Go through the data line by line from the top, retyping each exactly, and end with the line that contains "pub struct CifarSplits".

Saved entries:
• • • •

use std::{
    fs,
    path::{Path, PathBuf},
};

use cifar_aug_image::{CifarImage, Dataset, Sample, CIFAR_CHANNELS, CIFAR_IMAGE_SIZE};

use crate::error::IoError;

/// Number of classes of CIFAR-10.
pub const NUM_CLASSES: usize = 10;

/// Pixel bytes of a single record: three 32x32 planes.
pub const IMAGE_BYTES: usize = CIFAR_CHANNELS * 32 * 32;

/// Bytes of a single record: one label byte followed by the image planes.
pub const RECORD_BYTES: usize = 1 + IMAGE_BYTES;

/// Prefix of the training batch files, `data_batch_1.bin` to `data_batch_5.bin`.
pub const TRAIN_BATCH_PREFIX: &str = "data_batch";

/// Prefix of the test batch file, `test_batch.bin`.
pub const TEST_BATCH_PREFIX: &str = "test_batch";

/// Prefix of the label names file, `batches.meta.txt`.
pub const META_PREFIX: &str = "batches.meta";

/// The content of a CIFAR-10 dataset directory.
#[derive(Debug, Clone, Default)]
pub struct CifarSplits {
    /// All the training batches, concatenated in file name order.
    pub train: Dataset,
    /// The test batch.
    pub test: Dataset,
    /// Human readable class names, indexed by label.
    pub label_names: Vec<String>,
}

impl CifarSplits {
    /// The name of a class, if the label is known.
    pub fn label_name(&self, label: u8) -> Option<&str> {
        self.label_names.get(label as usize).map(String::as_str)
    }
}

/// Decode the records of a binary batch.
///
/// Each record is one label byte followed by the red, green and blue planes,
/// 1024 bytes each, row-major.
///
/// # Errors
///
/// Returns an error if the buffer is not made of whole records or a label is unknown.
pub fn decode_cifar_batch(bytes: &[u8]) -> Result<Dataset, IoError> {
    if bytes.len() % RECORD_BYTES != 0 {
        return Err(IoError::TruncatedRecord(bytes.len(), RECORD_BYTES));
    }

    bytes
        .chunks_exact(RECORD_BYTES)
        .enumerate()
        .map(|(i, record)| -> Result<Sample, IoError> {
            let label = record[0];
            if label as usize >= NUM_CLASSES {
                return Err(IoError::InvalidLabel(i, label, NUM_CLASSES));
            }
            let image = CifarImage::new(CIFAR_IMAGE_SIZE, record[1..].to_vec())?;
            Ok(Sample { image, label })
        })
        .collect()
}

/// Encode a dataset with the binary batch record layout.
pub fn encode_cifar_batch(dataset: &Dataset) -> Vec<u8> {
    let mut bytes = Vec::with_capacity(dataset.len() * RECORD_BYTES);
    for sample in dataset {
        bytes.push(sample.label);
        bytes.extend_from_slice(sample.image.as_slice());
    }
    bytes
}

/// Read a binary batch file.
///
/// # Arguments
///
/// * `file_path` - The path to the batch, e.g. `data_batch_1.bin`.
pub fn read_cifar_batch(file_path: impl AsRef<Path>) -> Result<Dataset, IoError> {
    let file_path = file_path.as_ref();
    if !file_path.exists() {
        return Err(IoError::FileDoesNotExist(file_path.to_path_buf()));
    }

    let bytes = fs::read(file_path)?;
    let dataset = decode_cifar_batch(&bytes)?;
    log::debug!("Read {} samples from {}", dataset.len(), file_path.display());

    Ok(dataset)
}

/// Write a dataset as a binary batch file.
///
/// # Arguments
///
/// * `file_path` - The destination path.
/// * `dataset` - The samples to write.
pub fn write_cifar_batch(file_path: impl AsRef<Path>, dataset: &Dataset) -> Result<(), IoError> {
    let file_path = file_path.as_ref();
    fs::write(file_path, encode_cifar_batch(dataset))?;
    log::debug!("Wrote {} samples to {}", dataset.len(), file_path.display());
    Ok(())
}

/// Read the class names, one per line, skipping blank lines.
pub fn read_label_names(file_path: impl AsRef<Path>) -> Result<Vec<String>, IoError> {
    let file_path = file_path.as_ref();
    if !file_path.exists() {
        return Err(IoError::FileDoesNotExist(file_path.to_path_buf()));
    }

    let names = fs::read_to_string(file_path)?
        .lines()
        .map(str::trim)
        .filter(|line| !line.is_empty())
        .map(str::to_owned)
        .collect();

    Ok(names)
}

/// Load the train batches, the test batch and the class names of a
/// `cifar-10-batches-bin` directory.
///
/// Training batches are concatenated in file name order so the sample order
/// does not depend on the file system.
///
/// # Errors
///
/// Returns an error if the directory does not exist, misses one of the
/// expected files or holds a malformed batch.
pub fn load_cifar10(dir: impl AsRef<Path>) -> Result<CifarSplits, IoError> {
    let dir = dir.as_ref();
    if !dir.is_dir() {
        return Err(IoError::FileDoesNotExist(dir.to_path_buf()));
    }

    let mut entries = fs::read_dir(dir)?
        .map(|entry| entry.map(|e| e.path()))
        .collect::<Result<Vec<PathBuf>, _>>()?;
    entries.sort();

    let mut splits = CifarSplits::default();
    let mut found_test = false;
    let mut found_meta = false;

    for path in entries.iter().filter(|p| p.is_file()) {
        let Some(name) = path.file_name().and_then(|n| n.to_str()) else {
            continue;
        };

        if name.starts_with(TRAIN_BATCH_PREFIX) {
            splits.train.extend(read_cifar_batch(path)?);
        } else if name.starts_with(TEST_BATCH_PREFIX) {
            splits.test = read_cifar_batch(path)?;
            found_test = true;
        } else if name.starts_with(META_PREFIX) {
            splits.label_names = read_label_names(path)?;
            found_meta = true;
        }
    }

    if splits.train.is_empty() {
        return Err(IoError::MissingArchiveEntry(
            "training batches",
            dir.to_path_buf(),
        ));
    }
    if !found_test {
        return Err(IoError::MissingArchiveEntry("test batch", dir.to_path_buf()));
    }
    if !found_meta {
        return Err(IoError::MissingArchiveEntry("label names", dir.to_path_buf()));
    }

    Ok(splits)
}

• • • •

WORKED SOLUTION:
use std::{
    fs,
    path::{Path, PathBuf},
};

use cifar_aug_image::{CifarImage, Dataset, Sample, CIFAR_CHANNELS, CIFAR_IMAGE_SIZE};

use crate::error::IoError;

/// Number of classes of CIFAR-10.
pub const NUM_CLASSES: usize = 10;

/// Pixel bytes of a single record: three 32x32 planes.
pub const IMAGE_BYTES: usize = CIFAR_CHANNELS * 32 * 32;

/// Bytes of a single record: one label byte followed by the image planes.
pub const RECORD_BYTES: usize = 1 + IMAGE_BYTES;

/// Prefix of the training batch files, `data_batch_1.bin` to `data_batch_5.bin`.
pub const TRAIN_BATCH_PREFIX: &str = "data_batch";

/// Prefix of the test batch file, `test_batch.bin`.
pub const TEST_BATCH_PREFIX: &str = "test_batch";

/// Prefix of the label names file, `batches.meta.txt`.
pub const META_PREFIX: &str = "batches.meta";

/// The content of a CIFAR-10 dataset directory.
#[derive(Debug, Clone, Default)]
pub struct CifarSplits {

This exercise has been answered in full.